> [WORK ITEM]: Copy each line of the material below that includes the string "wins".

> [MATERIAL SHOWN]:
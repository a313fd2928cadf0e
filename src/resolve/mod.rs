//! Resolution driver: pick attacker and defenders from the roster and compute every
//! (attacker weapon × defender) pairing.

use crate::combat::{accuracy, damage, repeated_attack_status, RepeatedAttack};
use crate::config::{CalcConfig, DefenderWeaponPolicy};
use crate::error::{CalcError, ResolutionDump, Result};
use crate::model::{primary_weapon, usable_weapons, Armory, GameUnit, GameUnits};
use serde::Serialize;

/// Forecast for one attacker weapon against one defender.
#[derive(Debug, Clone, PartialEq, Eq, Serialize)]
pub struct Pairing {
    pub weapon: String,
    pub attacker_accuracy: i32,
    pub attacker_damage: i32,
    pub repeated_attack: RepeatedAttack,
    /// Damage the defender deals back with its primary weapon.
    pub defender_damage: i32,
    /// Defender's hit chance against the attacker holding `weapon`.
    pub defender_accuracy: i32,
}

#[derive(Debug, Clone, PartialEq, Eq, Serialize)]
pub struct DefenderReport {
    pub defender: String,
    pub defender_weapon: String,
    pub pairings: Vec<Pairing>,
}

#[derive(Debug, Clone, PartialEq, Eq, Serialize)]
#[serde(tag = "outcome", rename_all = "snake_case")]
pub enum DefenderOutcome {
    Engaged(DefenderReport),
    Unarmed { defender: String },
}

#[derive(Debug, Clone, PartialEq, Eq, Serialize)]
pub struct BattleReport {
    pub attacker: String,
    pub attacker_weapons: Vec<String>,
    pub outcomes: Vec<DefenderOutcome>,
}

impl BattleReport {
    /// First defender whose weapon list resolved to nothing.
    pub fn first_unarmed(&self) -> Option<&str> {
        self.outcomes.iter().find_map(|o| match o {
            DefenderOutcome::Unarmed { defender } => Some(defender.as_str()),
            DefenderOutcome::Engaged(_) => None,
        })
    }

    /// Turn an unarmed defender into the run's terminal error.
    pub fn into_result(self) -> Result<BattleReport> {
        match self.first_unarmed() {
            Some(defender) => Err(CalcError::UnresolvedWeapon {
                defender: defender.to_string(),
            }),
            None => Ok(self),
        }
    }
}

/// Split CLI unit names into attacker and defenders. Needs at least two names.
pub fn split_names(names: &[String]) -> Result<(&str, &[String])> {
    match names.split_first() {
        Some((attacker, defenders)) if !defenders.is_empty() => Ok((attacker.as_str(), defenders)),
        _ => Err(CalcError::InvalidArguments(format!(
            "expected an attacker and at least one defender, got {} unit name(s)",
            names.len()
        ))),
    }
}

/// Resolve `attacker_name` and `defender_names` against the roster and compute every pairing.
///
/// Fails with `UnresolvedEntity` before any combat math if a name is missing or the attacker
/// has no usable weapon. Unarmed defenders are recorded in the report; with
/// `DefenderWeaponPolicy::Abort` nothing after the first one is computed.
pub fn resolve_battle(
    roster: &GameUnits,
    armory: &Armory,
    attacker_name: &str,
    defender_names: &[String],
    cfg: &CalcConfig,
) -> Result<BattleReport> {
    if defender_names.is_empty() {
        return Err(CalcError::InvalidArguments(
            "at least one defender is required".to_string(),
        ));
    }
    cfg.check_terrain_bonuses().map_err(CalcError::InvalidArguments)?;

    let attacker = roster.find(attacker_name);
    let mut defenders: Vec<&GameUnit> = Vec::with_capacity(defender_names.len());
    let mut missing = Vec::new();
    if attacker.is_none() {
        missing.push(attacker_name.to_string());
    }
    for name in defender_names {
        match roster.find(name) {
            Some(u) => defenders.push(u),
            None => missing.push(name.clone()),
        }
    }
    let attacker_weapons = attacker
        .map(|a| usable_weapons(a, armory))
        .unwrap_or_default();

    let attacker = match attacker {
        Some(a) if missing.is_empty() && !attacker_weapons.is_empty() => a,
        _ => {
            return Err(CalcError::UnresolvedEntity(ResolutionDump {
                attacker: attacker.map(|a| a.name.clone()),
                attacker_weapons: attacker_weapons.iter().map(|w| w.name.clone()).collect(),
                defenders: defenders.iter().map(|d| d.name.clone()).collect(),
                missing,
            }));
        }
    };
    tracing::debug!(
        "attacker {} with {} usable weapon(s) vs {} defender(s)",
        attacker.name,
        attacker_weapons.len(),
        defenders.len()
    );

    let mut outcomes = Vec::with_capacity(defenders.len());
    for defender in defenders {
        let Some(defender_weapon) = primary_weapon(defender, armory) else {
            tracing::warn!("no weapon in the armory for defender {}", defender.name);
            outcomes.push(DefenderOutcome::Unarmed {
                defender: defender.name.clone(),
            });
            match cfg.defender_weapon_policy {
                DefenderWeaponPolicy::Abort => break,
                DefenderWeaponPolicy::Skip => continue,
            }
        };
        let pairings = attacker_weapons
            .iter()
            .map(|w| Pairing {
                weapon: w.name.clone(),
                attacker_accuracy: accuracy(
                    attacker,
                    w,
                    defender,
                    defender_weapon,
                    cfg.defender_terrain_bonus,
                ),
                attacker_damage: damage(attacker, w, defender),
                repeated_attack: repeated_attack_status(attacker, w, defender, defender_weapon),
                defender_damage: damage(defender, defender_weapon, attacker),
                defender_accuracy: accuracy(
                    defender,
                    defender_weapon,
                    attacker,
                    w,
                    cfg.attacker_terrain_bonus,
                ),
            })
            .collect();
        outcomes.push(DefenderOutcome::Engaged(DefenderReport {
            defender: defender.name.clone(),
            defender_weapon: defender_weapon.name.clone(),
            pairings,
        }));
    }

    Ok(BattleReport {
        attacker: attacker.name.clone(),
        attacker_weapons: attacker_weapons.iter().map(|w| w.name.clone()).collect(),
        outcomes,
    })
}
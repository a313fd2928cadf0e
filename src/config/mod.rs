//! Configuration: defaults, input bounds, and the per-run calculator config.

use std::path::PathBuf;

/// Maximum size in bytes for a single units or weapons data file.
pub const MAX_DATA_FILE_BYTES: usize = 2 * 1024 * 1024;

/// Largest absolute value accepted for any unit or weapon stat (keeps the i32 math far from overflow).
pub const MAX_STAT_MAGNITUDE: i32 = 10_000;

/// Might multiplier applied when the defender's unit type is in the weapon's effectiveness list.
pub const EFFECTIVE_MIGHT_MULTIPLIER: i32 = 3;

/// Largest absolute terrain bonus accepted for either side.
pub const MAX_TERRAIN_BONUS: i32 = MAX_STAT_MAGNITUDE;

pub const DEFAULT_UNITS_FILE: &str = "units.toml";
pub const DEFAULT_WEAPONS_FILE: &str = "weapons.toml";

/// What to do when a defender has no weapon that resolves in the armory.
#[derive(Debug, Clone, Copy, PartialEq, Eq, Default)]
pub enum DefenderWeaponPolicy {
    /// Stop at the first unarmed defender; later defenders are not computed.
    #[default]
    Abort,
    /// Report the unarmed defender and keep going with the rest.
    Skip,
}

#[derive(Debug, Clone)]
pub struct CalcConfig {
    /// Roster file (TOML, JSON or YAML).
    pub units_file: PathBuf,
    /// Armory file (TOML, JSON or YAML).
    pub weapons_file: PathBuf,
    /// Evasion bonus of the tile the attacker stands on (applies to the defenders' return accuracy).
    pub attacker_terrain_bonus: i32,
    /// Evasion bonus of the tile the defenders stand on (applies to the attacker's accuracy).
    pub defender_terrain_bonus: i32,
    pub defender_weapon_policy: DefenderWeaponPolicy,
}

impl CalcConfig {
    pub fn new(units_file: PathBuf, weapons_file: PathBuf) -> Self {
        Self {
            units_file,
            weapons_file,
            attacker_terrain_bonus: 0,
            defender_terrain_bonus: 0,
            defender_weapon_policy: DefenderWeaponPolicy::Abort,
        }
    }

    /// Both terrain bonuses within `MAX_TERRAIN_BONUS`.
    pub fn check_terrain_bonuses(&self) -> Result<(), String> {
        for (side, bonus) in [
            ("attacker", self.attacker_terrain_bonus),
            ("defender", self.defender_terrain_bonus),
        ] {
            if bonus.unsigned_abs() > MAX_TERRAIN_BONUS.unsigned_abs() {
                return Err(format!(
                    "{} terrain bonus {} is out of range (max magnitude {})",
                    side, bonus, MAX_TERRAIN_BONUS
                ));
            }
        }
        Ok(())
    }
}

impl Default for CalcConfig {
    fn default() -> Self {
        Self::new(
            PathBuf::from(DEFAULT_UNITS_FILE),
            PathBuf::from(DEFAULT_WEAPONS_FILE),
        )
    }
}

==

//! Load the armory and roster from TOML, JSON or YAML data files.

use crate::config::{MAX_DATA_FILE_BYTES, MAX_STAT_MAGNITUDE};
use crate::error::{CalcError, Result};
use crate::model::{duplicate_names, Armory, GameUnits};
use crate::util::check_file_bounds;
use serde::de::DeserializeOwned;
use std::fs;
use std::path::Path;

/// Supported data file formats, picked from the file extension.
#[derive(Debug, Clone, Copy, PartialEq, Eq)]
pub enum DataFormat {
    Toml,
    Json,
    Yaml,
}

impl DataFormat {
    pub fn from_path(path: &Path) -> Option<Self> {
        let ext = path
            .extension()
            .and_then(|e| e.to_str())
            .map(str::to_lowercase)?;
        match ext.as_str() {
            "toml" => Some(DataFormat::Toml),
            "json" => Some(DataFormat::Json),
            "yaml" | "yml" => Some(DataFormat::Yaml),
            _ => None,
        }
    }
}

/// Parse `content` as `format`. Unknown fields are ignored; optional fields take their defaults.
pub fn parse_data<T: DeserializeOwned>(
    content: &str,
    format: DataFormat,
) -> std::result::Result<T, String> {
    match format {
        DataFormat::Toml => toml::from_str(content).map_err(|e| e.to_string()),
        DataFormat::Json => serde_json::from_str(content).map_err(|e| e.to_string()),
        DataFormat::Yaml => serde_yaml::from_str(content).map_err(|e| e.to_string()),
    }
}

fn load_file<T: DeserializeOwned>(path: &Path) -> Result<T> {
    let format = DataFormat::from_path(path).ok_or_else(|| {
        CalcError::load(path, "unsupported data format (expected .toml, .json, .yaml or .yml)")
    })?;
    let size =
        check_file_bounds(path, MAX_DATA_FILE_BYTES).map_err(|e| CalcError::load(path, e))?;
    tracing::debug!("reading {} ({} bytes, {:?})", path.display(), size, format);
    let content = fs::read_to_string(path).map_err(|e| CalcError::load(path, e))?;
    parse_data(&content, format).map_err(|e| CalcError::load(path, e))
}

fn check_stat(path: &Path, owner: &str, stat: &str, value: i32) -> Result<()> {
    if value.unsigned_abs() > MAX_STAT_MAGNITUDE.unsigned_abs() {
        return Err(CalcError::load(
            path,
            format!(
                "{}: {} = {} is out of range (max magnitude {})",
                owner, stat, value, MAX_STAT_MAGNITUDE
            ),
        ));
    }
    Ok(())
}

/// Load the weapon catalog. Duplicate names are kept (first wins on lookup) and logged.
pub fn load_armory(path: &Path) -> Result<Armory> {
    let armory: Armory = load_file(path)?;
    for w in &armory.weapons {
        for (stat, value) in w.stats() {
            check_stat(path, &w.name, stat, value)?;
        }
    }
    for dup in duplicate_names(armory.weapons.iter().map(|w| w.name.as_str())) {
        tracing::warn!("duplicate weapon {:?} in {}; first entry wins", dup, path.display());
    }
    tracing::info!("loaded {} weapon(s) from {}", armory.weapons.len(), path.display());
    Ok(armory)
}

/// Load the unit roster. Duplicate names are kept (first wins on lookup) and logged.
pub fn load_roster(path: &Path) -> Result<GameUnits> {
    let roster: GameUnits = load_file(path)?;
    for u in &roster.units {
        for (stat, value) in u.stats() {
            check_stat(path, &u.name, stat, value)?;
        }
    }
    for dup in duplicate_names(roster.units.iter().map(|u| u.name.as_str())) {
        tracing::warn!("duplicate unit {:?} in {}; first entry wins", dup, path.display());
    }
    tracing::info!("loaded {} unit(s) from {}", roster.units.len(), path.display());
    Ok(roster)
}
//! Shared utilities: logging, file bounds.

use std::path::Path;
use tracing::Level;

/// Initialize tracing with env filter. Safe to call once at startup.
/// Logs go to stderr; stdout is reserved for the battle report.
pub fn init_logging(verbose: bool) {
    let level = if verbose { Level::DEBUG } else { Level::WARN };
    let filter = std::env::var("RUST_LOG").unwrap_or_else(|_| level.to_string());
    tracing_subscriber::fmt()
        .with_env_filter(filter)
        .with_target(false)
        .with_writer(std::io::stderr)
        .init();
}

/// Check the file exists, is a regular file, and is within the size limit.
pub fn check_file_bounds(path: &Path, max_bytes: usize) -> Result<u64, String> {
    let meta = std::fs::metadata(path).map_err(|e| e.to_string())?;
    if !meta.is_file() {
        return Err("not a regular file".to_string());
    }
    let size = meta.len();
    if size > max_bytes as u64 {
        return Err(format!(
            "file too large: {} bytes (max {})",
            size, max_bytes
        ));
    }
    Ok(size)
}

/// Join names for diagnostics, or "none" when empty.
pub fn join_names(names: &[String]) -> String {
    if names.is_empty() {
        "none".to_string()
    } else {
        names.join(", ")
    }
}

--

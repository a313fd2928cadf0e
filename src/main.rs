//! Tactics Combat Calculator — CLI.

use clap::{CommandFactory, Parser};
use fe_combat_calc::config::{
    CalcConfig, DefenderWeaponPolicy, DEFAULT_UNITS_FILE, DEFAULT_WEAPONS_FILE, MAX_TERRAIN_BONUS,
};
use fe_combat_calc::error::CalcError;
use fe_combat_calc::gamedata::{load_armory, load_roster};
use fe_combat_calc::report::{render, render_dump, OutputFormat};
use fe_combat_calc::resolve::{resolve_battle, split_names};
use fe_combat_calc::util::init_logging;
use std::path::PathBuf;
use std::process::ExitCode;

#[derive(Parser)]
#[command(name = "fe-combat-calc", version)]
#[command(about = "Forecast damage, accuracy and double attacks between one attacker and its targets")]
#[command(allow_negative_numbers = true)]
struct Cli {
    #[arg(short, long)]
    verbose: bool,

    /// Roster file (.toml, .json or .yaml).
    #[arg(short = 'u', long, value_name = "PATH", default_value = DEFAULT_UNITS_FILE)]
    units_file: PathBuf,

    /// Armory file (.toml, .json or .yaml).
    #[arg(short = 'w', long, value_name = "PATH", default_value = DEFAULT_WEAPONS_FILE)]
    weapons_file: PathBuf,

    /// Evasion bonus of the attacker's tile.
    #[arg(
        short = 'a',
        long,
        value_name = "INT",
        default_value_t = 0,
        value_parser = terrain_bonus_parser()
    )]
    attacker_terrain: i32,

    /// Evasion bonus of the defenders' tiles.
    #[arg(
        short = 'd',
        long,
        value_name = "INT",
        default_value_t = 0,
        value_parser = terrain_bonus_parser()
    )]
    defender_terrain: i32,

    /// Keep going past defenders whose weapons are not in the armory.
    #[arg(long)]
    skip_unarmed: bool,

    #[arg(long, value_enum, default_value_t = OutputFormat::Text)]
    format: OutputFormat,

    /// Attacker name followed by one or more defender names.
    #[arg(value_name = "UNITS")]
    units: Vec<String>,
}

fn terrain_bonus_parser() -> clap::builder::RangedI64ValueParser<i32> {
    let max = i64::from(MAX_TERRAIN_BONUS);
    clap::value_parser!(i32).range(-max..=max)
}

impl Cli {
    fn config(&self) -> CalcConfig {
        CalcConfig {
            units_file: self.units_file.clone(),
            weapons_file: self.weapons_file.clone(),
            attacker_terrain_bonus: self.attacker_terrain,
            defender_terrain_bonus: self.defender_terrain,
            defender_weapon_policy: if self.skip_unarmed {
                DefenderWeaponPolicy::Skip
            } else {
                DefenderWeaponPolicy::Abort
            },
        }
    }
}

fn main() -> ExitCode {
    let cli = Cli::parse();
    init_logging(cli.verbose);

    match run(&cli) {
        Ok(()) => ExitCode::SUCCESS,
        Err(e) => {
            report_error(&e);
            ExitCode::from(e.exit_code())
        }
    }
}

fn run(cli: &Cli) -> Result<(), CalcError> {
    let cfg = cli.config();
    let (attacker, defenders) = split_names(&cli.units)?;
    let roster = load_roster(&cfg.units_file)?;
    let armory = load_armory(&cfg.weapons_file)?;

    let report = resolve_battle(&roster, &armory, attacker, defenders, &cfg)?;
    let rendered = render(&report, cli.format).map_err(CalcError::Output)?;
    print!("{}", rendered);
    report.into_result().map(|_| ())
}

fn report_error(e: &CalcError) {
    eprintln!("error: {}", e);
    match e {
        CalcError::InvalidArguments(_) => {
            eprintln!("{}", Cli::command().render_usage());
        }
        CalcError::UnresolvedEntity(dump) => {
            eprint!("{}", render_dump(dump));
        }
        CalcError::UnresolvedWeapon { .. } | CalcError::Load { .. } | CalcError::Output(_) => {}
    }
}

> [OUTPUT FOR THIS TASK]:
/// Load the weapon catalog. Duplicate names are kept (first wins on lookup) and logged.
        tracing::warn!("duplicate weapon {:?} in {}; first entry wins", dup, path.display());
/// Load the unit roster. Duplicate names are kept (first wins on lookup) and logged.
        tracing::warn!("duplicate unit {:?} in {}; first entry wins", dup, path.display());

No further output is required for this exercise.